Step 1: Set up a Kafka topic with test data
Log in to the Dataflow cluster in SSH mode. For more information, see Log on to a cluster.
Create a topic named
iceberg_test:kafka-topics.sh --bootstrap-server core-1-1:9092,core-1-2:9092,core-1-3:9092 \ --topic iceberg_test \ --partitions 3 \ --replication-factor 2 \ --createProduce test data to the topic:
kafka-console-producer.sh --broker-list core-1-1:9092,core-1-2:9092,core-1-3:9092 \ --topic iceberg_test
Step 2: Create a database and table in Iceberg
Use Spark SQL to create a database named iceberg_db and a table named iceberg_table. For more information, see Use Iceberg.

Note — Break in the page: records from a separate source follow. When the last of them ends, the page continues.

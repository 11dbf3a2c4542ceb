//! Pointer snapping: feature snaps first, polar increments second.
//!
//! Feature detection (which endpoints or intersections are near the cursor)
//! belongs to whoever owns the drawing; it reaches the solver as a probe
//! closure. Modifier keys and increments come in through an explicit
//! [`InteractionContext`] on every call.
//!
//! Angles in this module are degrees, counter-clockwise from +X, in `[0, 360)`.

use crate::error::{KernelError, Result, require_positive};
use crate::geometry::{Point, Segment};
use crate::segment::segments_cross;

pub const DEFAULT_ANGLE_INCREMENT: f64 = 5.0;
pub const DEFAULT_DISTANCE_INCREMENT: f64 = 0.1;

/// What a snapped point locked onto. Ordered from weakest to strongest.
#[derive(Debug, Clone, Copy, PartialEq, Eq, PartialOrd, Ord, Hash)]
pub enum SnapKind {
    None,
    PolarDistance,
    PolarAngle,
    Endpoint,
    Intersection,
}

impl SnapKind {
    /// Endpoint and intersection snaps come from scene features.
    #[inline]
    pub fn is_feature(self) -> bool {
        matches!(self, SnapKind::Endpoint | SnapKind::Intersection)
    }

    /// Default tie-break priority. Feature kinds outrank polar kinds.
    #[inline]
    pub fn default_priority(self) -> u8 {
        match self {
            SnapKind::None => 0,
            SnapKind::PolarDistance => 10,
            SnapKind::PolarAngle => 20,
            SnapKind::Endpoint => 40,
            SnapKind::Intersection => 50,
        }
    }

    pub fn label(self) -> &'static str {
        match self {
            SnapKind::None => "none",
            SnapKind::PolarDistance => "polar-distance",
            SnapKind::PolarAngle => "polar-angle",
            SnapKind::Endpoint => "endpoint",
            SnapKind::Intersection => "intersection",
        }
    }
}

#[derive(Debug, Clone, Copy, PartialEq)]
pub struct SnapCandidate {
    pub point: Point,
    pub kind: SnapKind,
    pub priority: u8,
}

impl SnapCandidate {
    pub fn new(point: Point, kind: SnapKind) -> Self {
        Self { point, kind, priority: kind.default_priority() }
    }

    pub fn with_priority(mut self, priority: u8) -> Self {
        self.priority = priority;
        self
    }
}

/// Modifier state and increments for one snap call.
#[derive(Debug, Clone, Copy, PartialEq)]
pub struct InteractionContext {
    precision_override: bool,
    angle_increment: f64,
    distance_increment: f64,
}

impl Default for InteractionContext {
    fn default() -> Self {
        Self {
            precision_override: false,
            angle_increment: DEFAULT_ANGLE_INCREMENT,
            distance_increment: DEFAULT_DISTANCE_INCREMENT,
        }
    }
}

impl InteractionContext {
    pub fn new(precision_override: bool, angle_increment: f64, distance_increment: f64) -> Result<Self> {
        Ok(Self {
            precision_override,
            angle_increment: require_positive("angle increment", angle_increment)?,
            distance_increment: require_positive("distance increment", distance_increment)?,
        })
    }

    /// Same increments with the override flag set or cleared.
    pub fn with_precision_override(self, precision_override: bool) -> Self {
        Self { precision_override, ..self }
    }

    #[inline]
    pub fn precision_override(&self) -> bool {
        self.precision_override
    }

    #[inline]
    pub fn angle_increment(&self) -> f64 {
        self.angle_increment
    }

    #[inline]
    pub fn distance_increment(&self) -> f64 {
        self.distance_increment
    }
}

/// Snapped point plus the polar readout relative to the reference point,
/// so tooltips need no recomputation.
#[derive(Debug, Clone, Copy, PartialEq)]
pub struct SnapResult {
    pub point: Point,
    pub distance: f64,
    pub angle: f64,
    pub kind: SnapKind,
}

impl SnapResult {
    fn measured(point: Point, reference: Option<Point>, kind: SnapKind) -> Self {
        let (distance, angle) = match reference {
            Some(r) => polar(r, point),
            None => (0.0, 0.0),
        };
        Self { point, distance, angle, kind }
    }
}

/// Wrap degrees into `[0, 360)`.
#[inline]
pub fn normalize_degrees(degrees: f64) -> f64 {
    let wrapped = degrees.rem_euclid(360.0);
    if wrapped >= 360.0 { 0.0 } else { wrapped }
}

/// Distance and direction (degrees) from `reference` to `p`.
#[inline]
pub fn polar(reference: Point, p: Point) -> (f64, f64) {
    let d = p - reference;
    (d.length(), normalize_degrees(d.angle().to_degrees()))
}

/// Nearest multiple of `increment`, halves rounded away from zero.
#[inline]
pub fn round_to_increment(value: f64, increment: f64) -> f64 {
    (value / increment).round() * increment
}

/// Round an angle to the increment; a result of 360 wraps to 0.
#[inline]
pub fn snap_angle(degrees: f64, increment: f64) -> f64 {
    normalize_degrees(round_to_increment(normalize_degrees(degrees), increment))
}

/// Resolve the pointer position for one pointer event.
///
/// 1. A feature candidate from `probe` wins outright.
/// 2. Otherwise, with a reference point and no precision override, the
///    polar angle and distance are rounded to the context's increments.
/// 3. Without a reference point, the raw point is returned.
pub fn solve_snap<F>(raw: Point, reference: Option<Point>, probe: F, ctx: &InteractionContext) -> SnapResult
where
    F: FnOnce(Point) -> Option<SnapCandidate>,
{
    if let Some(candidate) = probe(raw).filter(|c| c.kind.is_feature()) {
        return SnapResult::measured(candidate.point, reference, candidate.kind);
    }

    let Some(reference) = reference else {
        return SnapResult::measured(raw, None, SnapKind::None);
    };

    let (distance, angle) = polar(reference, raw);
    if ctx.precision_override || distance == 0.0 {
        return SnapResult { point: raw, distance, angle, kind: SnapKind::None };
    }

    let snapped_angle = snap_angle(angle, ctx.angle_increment);
    let snapped_distance = round_to_increment(distance, ctx.distance_increment);
    let point = reference + Point::from_angle(snapped_angle.to_radians()) * snapped_distance;

    let angle_moved = {
        let diff = (snapped_angle - angle).abs();
        diff.min(360.0 - diff) > 1e-9
    };
    let kind = if angle_moved {
        SnapKind::PolarAngle
    } else if (snapped_distance - distance).abs() > 1e-9 {
        SnapKind::PolarDistance
    } else {
        SnapKind::None
    };

    SnapResult { point, distance: snapped_distance, angle: snapped_angle, kind }
}

/// A probe that never finds a feature, for callers without scene geometry.
pub fn no_feature(_: Point) -> Option<SnapCandidate> {
    None
}

/// Strongest candidate within `tolerance` of `cursor`: highest priority,
/// then nearest.
pub fn best_candidate(cursor: Point, candidates: &[SnapCandidate], tolerance: f64) -> Option<SnapCandidate> {
    let tol_sq = tolerance * tolerance;
    candidates
        .iter()
        .map(|c| (c, c.point.distance_squared(cursor)))
        .filter(|(_, d)| *d <= tol_sq)
        .max_by(|(a, da), (b, db)| a.priority.cmp(&b.priority).then(db.total_cmp(da)))
        .map(|(c, _)| *c)
}

/// A ready-made feature probe over caller-supplied geometry.
///
/// The caller rebuilds it when its drawing changes; [`FeatureSet::probe`]
/// plugs straight into [`solve_snap`].
#[derive(Debug, Clone, PartialEq)]
pub struct FeatureSet {
    tolerance: f64,
    candidates: Vec<SnapCandidate>,
}

impl FeatureSet {
    pub fn new(tolerance: f64) -> Result<Self> {
        Ok(Self { tolerance: require_positive("snap tolerance", tolerance)?, candidates: Vec::new() })
    }

    /// Endpoints of every segment plus every pairwise crossing.
    pub fn from_segments(segments: &[Segment], tolerance: f64) -> Result<Self> {
        let mut set = Self::new(tolerance)?;
        for segment in segments {
            set.add_segment_endpoints(segment);
        }
        set.add_crossings(segments);
        Ok(set)
    }

    pub fn add(&mut self, candidate: SnapCandidate) -> Result<()> {
        if !candidate.point.is_finite() {
            return Err(KernelError::NonFinite { what: "snap candidate" });
        }
        self.candidates.push(candidate);
        Ok(())
    }

    pub fn add_segment_endpoints(&mut self, segment: &Segment) {
        for p in [segment.start, segment.end] {
            if p.is_finite() {
                self.candidates.push(SnapCandidate::new(p, SnapKind::Endpoint));
            }
        }
    }

    pub fn add_crossings(&mut self, segments: &[Segment]) {
        for (i, a) in segments.iter().enumerate() {
            for b in &segments[i + 1..] {
                if let Some(point) = segments_cross(a, b) {
                    self.candidates.push(SnapCandidate::new(point, SnapKind::Intersection));
                }
            }
        }
    }

    #[inline]
    pub fn tolerance(&self) -> f64 {
        self.tolerance
    }

    #[inline]
    pub fn candidates(&self) -> &[SnapCandidate] {
        &self.candidates
    }

    pub fn probe(&self, cursor: Point) -> Option<SnapCandidate> {
        best_candidate(cursor, &self.candidates, self.tolerance)
    }
}

#[cfg(test)]
mod tests {
    use super::*;
    use approx::assert_relative_eq;

    fn p(x: f64, y: f64) -> Point {
        Point::new(x, y)
    }

    fn at(deg: f64, dist: f64) -> Point {
        Point::from_angle(deg.to_radians()) * dist
    }

    #[test]
    fn angle_rounding_convention() {
        assert_eq!(snap_angle(37.0, 5.0), 35.0);
        assert_eq!(snap_angle(38.0, 5.0), 40.0);
        assert_eq!(snap_angle(37.5, 5.0), 40.0);
        assert_eq!(snap_angle(358.0, 5.0), 0.0);
        assert_eq!(snap_angle(-2.0, 5.0), 0.0);
    }

    #[test]
    fn polar_snap_rounds_angle_and_distance() {
        let ctx = InteractionContext::default();
        let result = solve_snap(at(37.0, 10.04), Some(p(0.0, 0.0)), no_feature, &ctx);
        assert_relative_eq!(result.angle, 35.0, epsilon = 1e-12);
        assert_relative_eq!(result.distance, 10.0, epsilon = 1e-12);
        assert_eq!(result.kind, SnapKind::PolarAngle);
        let expected = at(35.0, 10.0);
        assert_relative_eq!(result.point.x, expected.x, epsilon = 1e-9);
        assert_relative_eq!(result.point.y, expected.y, epsilon = 1e-9);
    }

    #[test]
    fn distance_only_snap_reports_distance_kind() {
        let ctx = InteractionContext::default();
        let result = solve_snap(p(12.34, 0.0), Some(p(2.0, 0.0)), no_feature, &ctx);
        assert_eq!(result.kind, SnapKind::PolarDistance);
        assert_relative_eq!(result.point.x, 12.3, epsilon = 1e-9);
        assert_eq!(result.angle, 0.0);
    }

    #[test]
    fn precision_override_keeps_raw_point() {
        let ctx = InteractionContext::default().with_precision_override(true);
        let raw = at(37.0, 10.04);
        let result = solve_snap(raw, Some(p(0.0, 0.0)), no_feature, &ctx);
        assert_eq!(result.point, raw);
        assert_eq!(result.kind, SnapKind::None);
        assert_relative_eq!(result.angle, 37.0, epsilon = 1e-9);
    }

    #[test]
    fn feature_snap_beats_polar() {
        let ctx = InteractionContext::default();
        let corner = p(3.3, 4.4);
        let result = solve_snap(
            p(3.0, 4.0),
            Some(p(0.0, 0.0)),
            |_| Some(SnapCandidate::new(corner, SnapKind::Endpoint)),
            &ctx,
        );
        assert_eq!(result.point, corner);
        assert_eq!(result.kind, SnapKind::Endpoint);
        assert_relative_eq!(result.distance, 5.5, epsilon = 1e-12);
    }

    #[test]
    fn feature_snap_ignores_override() {
        let ctx = InteractionContext::default().with_precision_override(true);
        let result = solve_snap(
            p(1.0, 1.0),
            None,
            |_| Some(SnapCandidate::new(p(1.1, 1.0), SnapKind::Intersection)),
            &ctx,
        );
        assert_eq!(result.kind, SnapKind::Intersection);
    }

    #[test]
    fn no_reference_returns_raw() {
        let result = solve_snap(p(7.0, 8.0), None, no_feature, &InteractionContext::default());
        assert_eq!(result.point, p(7.0, 8.0));
        assert_eq!(result.kind, SnapKind::None);
    }

    #[test]
    fn pointer_on_reference_is_not_snapped() {
        let result = solve_snap(p(1.0, 1.0), Some(p(1.0, 1.0)), no_feature, &InteractionContext::default());
        assert_eq!(result.point, p(1.0, 1.0));
        assert_eq!(result.distance, 0.0);
    }

    #[test]
    fn context_rejects_zero_increment() {
        assert!(InteractionContext::new(false, 0.0, 0.1).is_err());
        assert!(InteractionContext::new(false, 15.0, -1.0).is_err());
        assert!(InteractionContext::new(true, 15.0, 1.0).unwrap().precision_override());
    }

    #[test]
    fn kinds_are_ordered_by_strength() {
        assert!(SnapKind::Intersection > SnapKind::Endpoint);
        assert!(SnapKind::Endpoint > SnapKind::PolarAngle);
        assert!(SnapKind::PolarDistance > SnapKind::None);
    }

    #[test]
    fn intersection_outranks_nearer_endpoint() {
        let candidates = [
            SnapCandidate::new(p(0.1, 0.0), SnapKind::Endpoint),
            SnapCandidate::new(p(0.4, 0.0), SnapKind::Intersection),
        ];
        let best = best_candidate(p(0.0, 0.0), &candidates, 0.5).unwrap();
        assert_eq!(best.kind, SnapKind::Intersection);
    }

    #[test]
    fn equal_priority_prefers_nearest() {
        let candidates = [
            SnapCandidate::new(p(0.4, 0.0), SnapKind::Endpoint),
            SnapCandidate::new(p(0.1, 0.0), SnapKind::Endpoint),
        ];
        let best = best_candidate(p(0.0, 0.0), &candidates, 0.5).unwrap();
        assert_eq!(best.point, p(0.1, 0.0));
    }

    #[test]
    fn feature_set_finds_crossing() {
        let segments = [Segment::from_coords(0.0, 0.0, 10.0, 10.0), Segment::from_coords(0.0, 10.0, 10.0, 0.0)];
        let features = FeatureSet::from_segments(&segments, 0.5).unwrap();
        assert_eq!(features.candidates().len(), 5);

        let hit = features.probe(p(5.2, 4.9)).unwrap();
        assert_eq!(hit.kind, SnapKind::Intersection);
        assert!(features.probe(p(2.0, 5.0)).is_none());

        let result = solve_snap(p(9.8, 0.1), None, |c| features.probe(c), &InteractionContext::default());
        assert_eq!(result.point, p(10.0, 0.0));
    }
}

Step 3: Set up the Maven project
Create a Maven project, add Spark dependencies, and include the Scala Maven plugin for compilation. Add the following to your pom.xml:
<dependencies>
<dependency>
<groupId>org.apache.spark</groupId>
<artifactId>spark-core_2.12</artifactId>
<version>3.1.2</version>
</dependency>
<dependency>
<groupId>org.apache.spark</groupId>
<artifactId>spark-sql_2.12</artifactId>
<version>3.1.2</version>
</dependency>
</dependencies>
<build>
<plugins>
<!-- the Maven Scala plugin will compile Scala source files -->
<plugin>
<groupId>net.alchim31.maven</groupId>
<artifactId>scala-maven-plugin</artifactId>
<version>3.2.2</version>
<executions>
<execution>
<goals>
<goal>compile</goal>
<goal>testCompile</goal>
</goals>
</execution>
</executions>
</plugin>
</plugins>
</build>Step 4: Write the Spark application
The following Scala code reads from Kafka and writes to an Iceberg table in streaming mode.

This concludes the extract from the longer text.